* Collected data:
......
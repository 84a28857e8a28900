use std::collections::VecDeque;

use crate::hex::board::StoneBoard;
use crate::hex::consts::Color;
use crate::hex::coords::HexPoint;
use crate::hex::sets::{Bitset, SetOps};

use super::config::{order_flags, SolverConfig};

/// Hop-distance from `start` to every cell reachable through empty-or-own
/// cells, stopping travel at opponent stones (not at DEAD, since a dead
/// cell still marks physical distance even though it can't be played).
fn hop_distances(board: &StoneBoard, start: HexPoint, color: Color) -> Vec<Option<u32>> {
    let geometry = board.geometry();
    let mut dist = vec![None; geometry.num_cells];
    let mut queue = VecDeque::new();
    dist[start] = Some(0);
    queue.push_back(start);
    while let Some(p) = queue.pop_front() {
        let d = dist[p].unwrap();
        for q in geometry.neighbours(p).iter() {
            if dist[q].is_some() {
                continue;
            }
            let blocked = board.color_at(q) == -color;
            if !blocked {
                dist[q] = Some(d + 1);
                queue.push_back(q);
            }
        }
    }
    dist
}

/// A cheap proxy for electrical resistance: the inverse hop-distance from a
/// cell to each of `color`'s two edges, combined multiplicatively. Higher
/// is better. This stands in for a full linear-system resistance solve
/// (see SPEC_FULL.md §4.6).
pub fn resistance_score(board: &StoneBoard, cell: HexPoint, color: Color) -> f64 {
    let (e1, e2) = board.geometry().edges_of(color);
    let d1 = hop_distances(board, e1, color)[cell];
    let d2 = hop_distances(board, e2, color)[cell];
    match (d1, d2) {
        (Some(d1), Some(d2)) => 1.0 / ((d1 as f64 + 1.0) * (d2 as f64 + 1.0)),
        _ => 0.0,
    }
}

/// Ranks candidates by the static (non-recursive) part of move ordering:
/// resistance first if enabled, then center distance, both as
/// higher/closer-is-better tiebreaks. The mustplay-probing refinement
/// (`ORDER_WITH_MUSTPLAY`) requires playing and undoing moves against a
/// live board and TT, so it lives in `dfs::order_moves` instead.
pub fn rank_by_center_and_resistance(board: &StoneBoard, config: &SolverConfig, candidates: &Bitset, mover: Color) -> Vec<HexPoint> {
    let geometry = board.geometry();
    let mut scored: Vec<(HexPoint, f64, i64)> = candidates
        .iter()
        .map(|p| {
            let resist = if config.move_ordering & order_flags::WITH_RESIST != 0 {
                resistance_score(board, p, mover)
            } else {
                0.0
            };
            let center = if config.move_ordering & order_flags::FROM_CENTER != 0 {
                -geometry.squared_distance_from_center(p)
            } else {
                0
            };
            (p, resist, center)
        })
        .collect();

    scored.sort_by(|a, b| b.1.partial_cmp(&a.1).unwrap().then(b.2.cmp(&a.2)).then(a.0.cmp(&b.0)));
    scored.into_iter().map(|(p, _, _)| p).collect()
}

#[cfg(test)]
mod tests {
    use super::*;
    use crate::hex::coords::Geometry;
    use std::rc::Rc;

    #[test]
    fn resistance_favors_cells_closer_to_both_edges() {
        let g = Rc::new(Geometry::new(7, 7));
        let board = StoneBoard::new(g.clone());
        let center = g.cell(3, 3);
        let corner = g.cell(0, 0);
        assert!(resistance_score(&board, center, Color::Black) >= resistance_score(&board, corner, Color::Black));
    }

    #[test]
    fn ranking_is_stable_and_covers_every_candidate() {
        let g = Rc::new(Geometry::new(5, 5));
        let board = StoneBoard::new(g.clone());
        let config = SolverConfig::default();
        let candidates: Bitset = g.interior_cells().collect();
        let ranked = rank_by_center_and_resistance(&board, &config, &candidates, Color::Black);
        assert_eq!(ranked.len(), candidates.len());
    }
}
......
* TASK: Your answer should consist solely of the lines above from the line with "use crate::hex::coords::HexPoint;" to the line with "let mut dist", both included, reproduced exactly.

* OUTPUT:
use crate::hex::coords::HexPoint;
use crate::hex::sets::{Bitset, SetOps};

use super::config::{order_flags, SolverConfig};

/// Hop-distance from `start` to every cell reachable through empty-or-own
/// cells, stopping travel at opponent stones (not at DEAD, since a dead
/// cell still marks physical distance even though it can't be played).
fn hop_distances(board: &StoneBoard, start: HexPoint, color: Color) -> Vec<Option<u32>> {
    let geometry = board.geometry();
    let mut dist = vec![None; geometry.num_cells];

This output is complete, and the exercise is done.